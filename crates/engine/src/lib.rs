//! Migration Engine: drives Export and Import using the Planner and
//! Executor against a shared [`ConnectionPool`] (spec §4.7). Orchestrates
//! phases top-down: plan tiers, then export or import each tier in order,
//! deferring cyclic fields and associations to their own passes.

pub mod error;
pub mod export;
pub mod import;
pub mod owner_fields;
pub mod options;

pub use error::EngineError;
pub use export::{export, ExportSource, Page};
pub use import::import;
pub use options::{ExportOptions, ImportMode, ImportOptions};

use model::{MigrationData, MigrationResult, ProgressEvent, Schema};
use pool::ConnectionPool;
use tokio::sync::mpsc;
use tokio_util::sync::CancellationToken;

/// Thin facade pairing a [`ConnectionPool`] with the export/import entry
/// points, so callers (the CLI) hold one handle for a whole run.
pub struct MigrationEngine<'a> {
    pool: &'a ConnectionPool,
}

impl<'a> MigrationEngine<'a> {
    pub fn new(pool: &'a ConnectionPool) -> Self {
        Self { pool }
    }

    pub async fn export(
        &self,
        source: &dyn ExportSource,
        schema: Schema,
        options: &ExportOptions,
        progress_out: mpsc::Sender<ProgressEvent>,
        cancel: CancellationToken,
    ) -> Result<MigrationData, EngineError> {
        export::export(source, schema, options, progress_out, cancel).await
    }

    pub async fn import(
        &self,
        data: &MigrationData,
        mode: ImportMode,
        options: &ImportOptions,
        progress_out: mpsc::Sender<ProgressEvent>,
        cancel: CancellationToken,
    ) -> Result<MigrationResult, EngineError> {
        import::import(self.pool, data, mode, options, progress_out, cancel).await
    }
}

#[cfg(test)]
mod tests {
    use super::*;
    use async_trait::async_trait;
    use connectors::{BatchOutcome, Client, ClientFactory, ExecuteOutcome, RemoteError, RowResult, SourceError};
    use model::{DataType, EntitySchema, FieldSchema, Operation, Record, Value};
    use pool::PoolConfig;
    use std::sync::Arc;
    use uuid::Uuid;

    struct AcceptAllClient;

    #[async_trait]
    impl Client for AcceptAllClient {
        async fn execute(&self, _operation: &Operation) -> Result<ExecuteOutcome, RemoteError> {
            Ok(ExecuteOutcome::Created(Uuid::new_v4()))
        }

        async fn execute_batched(&self, batch: &model::Batch) -> Result<BatchOutcome, RemoteError> {
            let rows = batch
                .items
                .iter()
                .map(|item| RowResult {
                    row_ref: item.row_ref.clone(),
                    outcome: Ok(ExecuteOutcome::Created(Uuid::new_v4())),
                })
                .collect();
            Ok(BatchOutcome { rows })
        }

        fn is_poisoned(&self) -> bool {
            false
        }
    }

    struct AcceptAllFactory;

    #[async_trait]
    impl ClientFactory for AcceptAllFactory {
        async fn connect(&self) -> Result<Box<dyn Client>, SourceError> {
            Ok(Box::new(AcceptAllClient))
        }

        fn endpoint(&self) -> &str {
            "env"
        }
    }

    fn two_tier_schema() -> Schema {
        let mut schema = Schema::new();

        let mut account = EntitySchema::new("account");
        account.fields.push(FieldSchema::new("accountid", DataType::Id));
        account.fields.push(FieldSchema::new("name", DataType::String));
        schema.insert(account).unwrap();

        let mut contact = EntitySchema::new("contact");
        contact.fields.push(FieldSchema::new("contactid", DataType::Id));
        let mut parent_account = FieldSchema::new("parentaccountid", DataType::Lookup);
        parent_account.lookup_targets = vec!["account".to_string()];
        contact.fields.push(parent_account);
        schema.insert(contact).unwrap();

        schema
    }

    #[tokio::test]
    async fn import_runs_dependent_tier_after_its_target() {
        let schema = two_tier_schema();
        let mut data = MigrationData::new(schema);

        let account_id = Uuid::new_v4();
        data.entity_records.insert(
            "account".to_string(),
            vec![Record::new("account", account_id).with_field("name", Value::String("Acme".into()))],
        );
        data.entity_records.insert(
            "contact".to_string(),
            vec![Record::new("contact", Uuid::new_v4()).with_field(
                "parentaccountid",
                Value::Reference(model::EntityReference::new("account", account_id)),
            )],
        );

        let factory: Arc<dyn ClientFactory> = Arc::new(AcceptAllFactory);
        let pool = ConnectionPool::new(vec![factory], PoolConfig::default());
        let engine = MigrationEngine::new(&pool);
        let (tx, mut rx) = mpsc::channel(64);
        tokio::spawn(async move { while rx.recv().await.is_some() {} });

        let result = engine
            .import(
                &data,
                ImportMode::Create,
                &ImportOptions::default(),
                tx,
                CancellationToken::new(),
            )
            .await
            .unwrap();

        assert_eq!(result.total_records, 2);
        assert_eq!(result.success_count, 2);
        assert!(result.success);
    }

    #[tokio::test]
    async fn dry_run_reports_skipped_without_calling_the_client() {
        let schema = two_tier_schema();
        let mut data = MigrationData::new(schema);
        data.entity_records.insert(
            "account".to_string(),
            vec![Record::new("account", Uuid::new_v4())],
        );

        let factory: Arc<dyn ClientFactory> = Arc::new(AcceptAllFactory);
        let pool = ConnectionPool::new(vec![factory], PoolConfig::default());
        let engine = MigrationEngine::new(&pool);
        let (tx, mut rx) = mpsc::channel(64);
        tokio::spawn(async move { while rx.recv().await.is_some() {} });

        let mut options = ImportOptions::default();
        options.dry_run = true;

        let result = engine
            .import(&data, ImportMode::Create, &options, tx, CancellationToken::new())
            .await
            .unwrap();

        assert_eq!(result.skipped_count, Some(1));
        assert_eq!(result.success_count, 0);
    }
}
—————
[YOUR OBJECTIVE] Look through the material above and print exactly the lines from the one containing "async fn execute(&self, _operation: &Operation)" to the one containing "impl ClientFactory for", both included, and nothing more.

[EXERCISE OUTPUT]
        async fn execute(&self, _operation: &Operation) -> Result<ExecuteOutcome, RemoteError> {
            Ok(ExecuteOutcome::Created(Uuid::new_v4()))
        }

        async fn execute_batched(&self, batch: &model::Batch) -> Result<BatchOutcome, RemoteError> {
            let rows = batch
                .items
                .iter()
                .map(|item| RowResult {
                    row_ref: item.row_ref.clone(),
                    outcome: Ok(ExecuteOutcome::Created(Uuid::new_v4())),
                })
                .collect();
            Ok(BatchOutcome { rows })
        }

        fn is_poisoned(&self) -> bool {
            false
        }
    }

    struct AcceptAllFactory;

    #[async_trait]
    impl ClientFactory for AcceptAllFactory {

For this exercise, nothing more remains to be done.